あとがき 会誌部会 部会長 角井 康徳(96期)

この原稿を書いているのは令和8年8月初旬。連日の猛暑が続く中、7月28日に発生した熊本県を震源とする最大震度7の地震の報に接しました。被災された皆様に心よりお見舞い申し上げます。私が豊浦高校三年生で大学受験を控えていた平成7年1月には阪神・淡路大震災が発生し、受験のため姫路から三宮、さらに大阪方面まで徒歩とバスを乗り継いで移動したことを思い出しました。改めて平穏な日常のありがたさを感じています。

近年は社会情勢の変化も著しく、物価上昇の影響を日常のあらゆる場面で感じるようになりました。同窓会総会運営に関わるさまざまな費用も例外ではありません。同窓会活動や会誌制作を取り巻く環境も年々変化し、限られた条件の中でより良いものを作り続けていく難しさを実感しました。

私たち96期生が豊浦高校を卒業して31年が経ちました。当時はインターネットが社会に広がり始めた変革の時代でした。そして今、私たちはAIによる新たな変革の真っただ中にいます。卒業した頃と同じように、大きな時代の転換点に立ち会っていることに不思議な縁を感じています。

しかし、どれだけ時代が変わっても変わらないものがあります。それは豊浦高校同窓会が脈々と受け継いできた人と人とのつながりです。今年の総会スローガンである「after all, We Love TOYORA(豊浦ってやっぱり好きだ)」という言葉には、その思いが凝縮されているように感じます。卒業して何十年経とうとも、世代や立場が違っても、母校を思う気持ちは同じです。だからこそ同窓会が続き、同窓生同士の縁がつながっていくのだと思います。長い歴史の中で、幾多の先輩方が知恵を出し、力を合わせ、この同窓会と会誌を守り続けてくださいました。

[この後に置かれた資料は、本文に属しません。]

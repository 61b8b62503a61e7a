// SPDX-License-Identifier: MPL-2.0
//! This module handles the notification stack configuration, including loading
//! and saving user preferences to a `notifications.toml` file.
//!
//! # Examples
//!
//! ```no_run
//! use notification_stack::config::{self, StackConfig};
//! use std::path::PathBuf;
//!
//! // Load existing configuration
//! let mut config = config::load().unwrap_or_default();
//!
//! // Modify a setting
//! config.capacity = Some(3);
//!
//! // Save the modified configuration
//! config::save(&config).expect("Failed to save config");
//!
//! // To load/save from a specific path (e.g., for testing)
//! let temp_dir = PathBuf::from("./temp_config_dir");
//! std::fs::create_dir_all(&temp_dir).unwrap();
//! let temp_file = temp_dir.join("notifications.toml");
//! config::save_to_path(&config, &temp_file).expect("Failed to save to path");
//! let loaded = config::load_from_path(&temp_file).expect("Failed to load from path");
//! assert_eq!(loaded.capacity, Some(3));
//! std::fs::remove_dir_all(&temp_dir).unwrap();
//! ```

pub mod defaults;

use crate::domain::ui::{Capacity, IdleTimeout, TickInterval};
use crate::error::Result;
use serde::{Deserialize, Serialize};
use std::fs;
use std::path::{Path, PathBuf};

const CONFIG_FILE: &str = "notifications.toml";
const APP_NAME: &str = "NotificationStack";

/// User-facing stack settings. Every field is optional; missing values fall
/// back to [`defaults`] and out-of-range values are clamped.
#[derive(Debug, Clone, PartialEq, Serialize, Deserialize)]
pub struct StackConfig {
    #[serde(default)]
    pub capacity: Option<usize>,
    #[serde(default)]
    pub idle_timeout_secs: Option<u64>,
    #[serde(default)]
    pub tick_interval_ms: Option<u64>,
}

impl Default for StackConfig {
    fn default() -> Self {
        Self {
            capacity: Some(defaults::DEFAULT_CAPACITY),
            idle_timeout_secs: Some(defaults::DEFAULT_IDLE_TIMEOUT_SECS),
            tick_interval_ms: Some(defaults::DEFAULT_TICK_INTERVAL_MS),
        }
    }
}

impl StackConfig {
    #[must_use]
    pub fn capacity(&self) -> Capacity {
        self.capacity.map(Capacity::new).unwrap_or_default()
    }

    #[must_use]
    pub fn idle_timeout(&self) -> IdleTimeout {
        self.idle_timeout_secs
            .map(IdleTimeout::new)
            .unwrap_or_default()
    }

    #[must_use]
    pub fn tick_interval(&self) -> TickInterval {
        self.tick_interval_ms
            .map(TickInterval::new)
            .unwrap_or_default()
    }
}

fn get_default_config_path() -> Option<PathBuf> {
    dirs::config_dir().map(|mut path| {
        path.push(APP_NAME);
        path.push(CONFIG_FILE);
        path
    })
}

pub fn load() -> Result<StackConfig> {
    if let Some(path) = get_default_config_path() {
        if path.exists() {
            return load_from_path(&path);
        }
    }
    Ok(StackConfig::default())
}

pub fn save(config: &StackConfig) -> Result<()> {
    if let Some(path) = get_default_config_path() {
        return save_to_path(config, &path);
    }
    Ok(())
}

/// Reads a configuration file. A file that cannot be parsed is replaced by
/// the defaults rather than failing startup.
pub fn load_from_path(path: &Path) -> Result<StackConfig> {
    let content = fs::read_to_string(path)?;
    match toml::from_str(&content) {
        Ok(config) => Ok(config),
        Err(err) => {
            tracing::warn!(path = %path.display(), error = %err, "invalid notification config, using defaults");
            Ok(StackConfig::default())
        }
    }
}

pub fn save_to_path(config: &StackConfig, path: &Path) -> Result<()> {
    if let Some(parent) = path.parent() {
        fs::create_dir_all(parent)?;
    }
    let content = toml::to_string_pretty(config)?;
    fs::write(path, content)?;
    Ok(())
}

#[cfg(test)]
mod tests {
    use super::*;
    use std::time::Duration;
    use tempfile::tempdir;

    #[test]
    fn save_and_load_round_trip_preserves_values() {
        let config = StackConfig {
            capacity: Some(3),
            idle_timeout_secs: Some(10),
            ..StackConfig::default()
        };
        let temp_dir = tempdir().expect("failed to create temp dir");
        let config_path = temp_dir.path().join("nested").join("notifications.toml");

        save_to_path(&config, &config_path).expect("failed to save config");
        let loaded = load_from_path(&config_path).expect("failed to load config");

        assert_eq!(loaded, config);
    }

    #[test]
    fn load_from_path_returns_default_on_invalid_toml() {
        let temp_dir = tempdir().expect("failed to create temp dir");
        let config_path = temp_dir.path().join("notifications.toml");
        fs::write(&config_path, "not = valid = toml").expect("failed to write invalid toml");

        let loaded = load_from_path(&config_path).expect("load should not error");
        assert_eq!(loaded, StackConfig::default());
    }

    #[test]
    fn load_from_missing_path_is_an_io_error() {
        let temp_dir = tempdir().expect("failed to create temp dir");
        let result = load_from_path(&temp_dir.path().join("missing.toml"));
        assert!(matches!(result, Err(crate::error::Error::Io(_))));
    }

    #[test]
    fn partial_file_keeps_missing_fields_unset() {
        let temp_dir = tempdir().expect("failed to create temp dir");
        let config_path = temp_dir.path().join("notifications.toml");
        fs::write(&config_path, "capacity = 2\n").expect("failed to write config");

        let loaded = load_from_path(&config_path).expect("load should succeed");
        assert_eq!(loaded.capacity().get(), 2);
        assert_eq!(loaded.idle_timeout_secs, None);
        assert_eq!(loaded.idle_timeout().as_duration(), Duration::from_secs(5));
    }

    #[test]
    fn unknown_timing_keys_are_ignored() {
        let temp_dir = tempdir().expect("failed to create temp dir");
        let config_path = temp_dir.path().join("notifications.toml");
        fs::write(&config_path, "capacity = 3\nfade_in_ms = 300\ncollapse_ms = 200\n")
            .expect("failed to write config");

        let loaded = load_from_path(&config_path).expect("load should succeed");
        assert_eq!(
            loaded,
            StackConfig {
                capacity: Some(3),
                idle_timeout_secs: None,
                tick_interval_ms: None,
            }
        );
    }

    #[test]
    fn accessors_clamp_out_of_range_values() {
        let config = StackConfig {
            capacity: Some(0),
            tick_interval_ms: Some(5),
            ..StackConfig::default()
        };
        assert_eq!(config.capacity().get(), defaults::MIN_CAPACITY);
        assert_eq!(
            config.tick_interval().millis(),
            defaults::MIN_TICK_INTERVAL_MS
        );
    }
}
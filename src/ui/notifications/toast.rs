// SPDX-License-Identifier: MPL-2.0
//! Toast widgets for rendering the notification stack.
//!
//! Toasts are the visual representation of stack items, appearing as small
//! cards with a state-colored accent, a dismiss button and, for expandable
//! cards, an expand toggle. Fading and collapsing are left to the host.

use super::clock::Clock;
use super::item::{is_unfinished, NotificationItem};
use super::stack::{Message, NotificationStack};
use crate::ui::design_tokens::{
    border, opacity, palette, radius, shadow, sizing, spacing, typography,
};
use iced::widget::{button, container, mouse_area, text, Column, Container, Row, Space, Text};
use iced::{alignment, Color, Element, Length, Theme};

/// Toast widget configuration.
pub struct Toast;

/// What the overlay draws for the current stack state.
#[derive(Debug, Clone, Copy, PartialEq, Eq)]
enum OverlayMode {
    /// No cards: nothing to draw or track.
    Empty,
    /// Hidden with cards: an invisible zone still reports pointer movement.
    Dormant,
    Shown,
}

fn overlay_mode<C: Clock>(stack: &NotificationStack<C>) -> OverlayMode {
    if stack.is_empty() {
        OverlayMode::Empty
    } else if stack.is_visible() {
        OverlayMode::Shown
    } else {
        OverlayMode::Dormant
    }
}

impl Toast {
    /// Renders a single card.
    pub fn view(item: &dyn NotificationItem) -> Element<'_, Message> {
        let id = item.id();
        let accent_color = accent_color(item);

        let mut body = Column::new()
            .spacing(spacing::XXS)
            .push(Text::new(item.title()).size(typography::BODY));

        // Collapsed expandable cards only show their headline
        let expanded = item.as_expandable().map(|e| e.is_expanded());
        if expanded.unwrap_or(true) {
            if let Some(detail) = item.detail() {
                body = body.push(Text::new(detail).size(typography::CAPTION));
            }
        }

        let mut content = Row::new()
            .spacing(spacing::SM)
            .align_y(alignment::Vertical::Center)
            .push(
                Container::new(body)
                    .width(Length::Fill)
                    .align_x(alignment::Horizontal::Left),
            );

        if let Some(expanded) = expanded {
            let label = if expanded { "▾" } else { "▸" };
            content = content.push(
                button(text(label).size(typography::BODY))
                    .on_press(Message::ToggleExpanded(id))
                    .padding(spacing::XXS)
                    .style(flat_button_style),
            );
        }

        content = content.push(
            button(text("×").size(typography::BODY))
                .on_press(Message::Dismiss(id))
                .padding(spacing::XXS)
                .style(flat_button_style),
        );

        Container::new(content)
            .width(Length::Fixed(sizing::TOAST_WIDTH))
            .padding(spacing::SM)
            .style(move |theme: &Theme| toast_container_style(theme, accent_color))
            .into()
    }

    /// Renders the whole stack in the bottom-right corner, newest card on top.
    ///
    /// Pointer movement over the cards is reported as
    /// [`Message::PointerMoved`]. While the stack is hidden nothing is drawn,
    /// but the area the cards occupy keeps reporting pointer movement so the
    /// stack can come back.
    pub fn view_overlay<C: Clock>(stack: &NotificationStack<C>) -> Element<'_, Message> {
        match overlay_mode(stack) {
            OverlayMode::Empty => {
                // Return an empty container that takes no space
                return Container::new(text(""))
                    .width(Length::Shrink)
                    .height(Length::Shrink)
                    .into();
            }
            OverlayMode::Dormant => {
                let zone = Space::new()
                    .width(Length::Fixed(sizing::TOAST_WIDTH))
                    .height(Length::Fixed(hover_zone_height(stack.len())));
                return bottom_right(mouse_area(zone).on_move(|_| Message::PointerMoved));
            }
            OverlayMode::Shown => {}
        }

        let close_all = button(text("Close all").size(typography::CAPTION))
            .on_press(Message::CloseAll)
            .padding(spacing::XXS)
            .style(flat_button_style);

        let mut children: Vec<Element<'_, Message>> = vec![close_all.into()];
        children.extend(stack.items().map(|item| Self::view(item)));

        let toast_column = Column::with_children(children)
            .spacing(spacing::XS)
            .align_x(alignment::Horizontal::Right);

        bottom_right(mouse_area(toast_column).on_move(|_| Message::PointerMoved))
    }
}

/// Positions the overlay content in the bottom-right corner with padding.
fn bottom_right<'a>(content: impl Into<Element<'a, Message>>) -> Element<'a, Message> {
    Container::new(content)
        .width(Length::Fill)
        .height(Length::Fill)
        .align_x(alignment::Horizontal::Right)
        .align_y(alignment::Vertical::Bottom)
        .padding(spacing::MD)
        .into()
}

fn hover_zone_height(cards: usize) -> f32 {
    sizing::TOAST_HOVER_HEIGHT * cards as f32
}

/// Accent for a card: in-flight work, completed work, or a plain notice.
fn accent_color(item: &dyn NotificationItem) -> Color {
    if is_unfinished(item) {
        palette::INFO_500
    } else if item.as_progress().is_some() {
        palette::SUCCESS_500
    } else {
        palette::PRIMARY_500
    }
}

/// Style function for the toast container.
fn toast_container_style(theme: &Theme, accent_color: Color) -> container::Style {
    let bg_color = theme.extended_palette().background.base.color;

    container::Style {
        background: Some(iced::Background::Color(bg_color)),
        border: iced::Border {
            color: accent_color,
            width: border::WIDTH_MD,
            radius: radius::MD.into(),
        },
        shadow: shadow::MD,
        text_color: Some(theme.palette().text),
        ..Default::default()
    }
}

/// Style function for the dismiss, expand and close-all buttons.
fn flat_button_style(theme: &Theme, status: button::Status) -> button::Style {
    let base = theme.extended_palette().background.base;

    let hover_background = |alpha: f32| {
        Some(iced::Background::Color(Color {
            a: alpha,
            ..palette::GRAY_400
        }))
    };

    match status {
        button::Status::Active => button::Style {
            background: None,
            text_color: base.text,
            border: iced::Border::default(),
            shadow: shadow::NONE,
            snap: true,
        },
        button::Status::Hovered => button::Style {
            background: hover_background(opacity::OVERLAY_SUBTLE),
            text_color: base.text,
            border: iced::Border {
                radius: radius::SM.into(),
                ..Default::default()
            },
            shadow: shadow::NONE,
            snap: true,
        },
        button::Status::Pressed => button::Style {
            background: hover_background(opacity::OVERLAY_MEDIUM),
            text_color: base.text,
            border: iced::Border {
                radius: radius::SM.into(),
                ..Default::default()
            },
            shadow: shadow::NONE,
            snap: true,
        },
        button::Status::Disabled => button::Style {
            background: None,
            text_color: Color {
                a: opacity::OVERLAY_MEDIUM,
                ..base.text
            },
            border: iced::Border::default(),
            shadow: shadow::NONE,
            snap: true,
        },
    }
}

#[cfg(test)]
mod tests {
    use super::*;
    use crate::config::StackConfig;
    use crate::ui::notifications::cards::{ProgressCard, StatusCard};
    use crate::ui::notifications::clock::ManualClock;

    #[test]
    fn toast_container_style_uses_accent_color() {
        let theme = Theme::Dark;
        let accent = palette::SUCCESS_500;
        let style = toast_container_style(&theme, accent);

        assert_eq!(style.border.color, accent);
        assert!(style.background.is_some());
    }

    #[test]
    fn accent_tracks_progress_state() {
        let (card, tracker) = ProgressCard::new("Encoding");
        assert_eq!(accent_color(&card), palette::INFO_500);

        tracker.finish();
        assert_eq!(accent_color(&card), palette::SUCCESS_500);

        assert_eq!(accent_color(&StatusCard::new("plain")), palette::PRIMARY_500);
    }

    #[test]
    fn hidden_stack_with_cards_keeps_tracking_pointer() {
        let mut stack = NotificationStack::with_clock(&StackConfig::default(), ManualClock::new());
        assert_eq!(overlay_mode(&stack), OverlayMode::Empty);

        stack.add(StatusCard::new("card")).expect("add");
        assert_eq!(overlay_mode(&stack), OverlayMode::Shown);

        stack.hide();
        assert_eq!(overlay_mode(&stack), OverlayMode::Dormant);

        // What the dormant zone emits brings the stack back
        stack.handle_message(&Message::PointerMoved);
        assert_eq!(overlay_mode(&stack), OverlayMode::Shown);
    }

    #[test]
    fn hover_zone_grows_with_cards() {
        assert!(hover_zone_height(3) > hover_zone_height(1));
    }

    #[test]
    fn active_button_has_no_background() {
        let style = flat_button_style(&Theme::Light, button::Status::Active);
        assert!(style.background.is_none());
    }
}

その積み重ねがあったからこそ、私たちの代も無事にその役目を果たすことができました。この場を借りて、長年同窓会を支えてこられた諸先輩方に心より感謝申し上げます。

今年の活動を通じて、同窓生同士の絆の強さを改めて感じました。96期の仲間たちをはじめ、多くの先輩方、後輩の皆さんに支えられたからこそ今日を迎えることができました。心より感謝申し上げます。

そして来年以降、この歴史ある同窓会を担っていく後輩の皆さんには大きな期待を寄せています。時代は変わり、活動の形も変わっていくかもしれません。しかし、「豊浦を思う気持ち」だけは変わることなく受け継がれていくことでしょう。新しい発想と若い力で、これからの同窓会をさらに発展させていただければ幸いです。

最後になりますが、本年の会誌は諸事情により例年と比べてボリュームを抑えた構成となりました。楽しみにしてくださっていた皆様には物足りなく感じられる部分もあるかもしれません。この点につきましては何卒ご理解いただければ幸いです。

また、編集にあたりましては細心の注意を払いましたが、至らぬ点や誤字・脱字等がございましたらご容赦ください。本会誌の制作にご協力いただきました執筆者の皆様、ご協賛を賜りました企業・団体ならびに個人の皆様、会誌制作や総会運営にご尽力いただきました同期の仲間たち、そして多くのご指導をいただいた諸先輩方をはじめ関係者の皆様に心より厚く御礼申し上げます。

結びにあたり、豊浦高校同窓生の皆様の今後ますますのご健勝、ご多幸、ご活躍をお祈り申し上げます。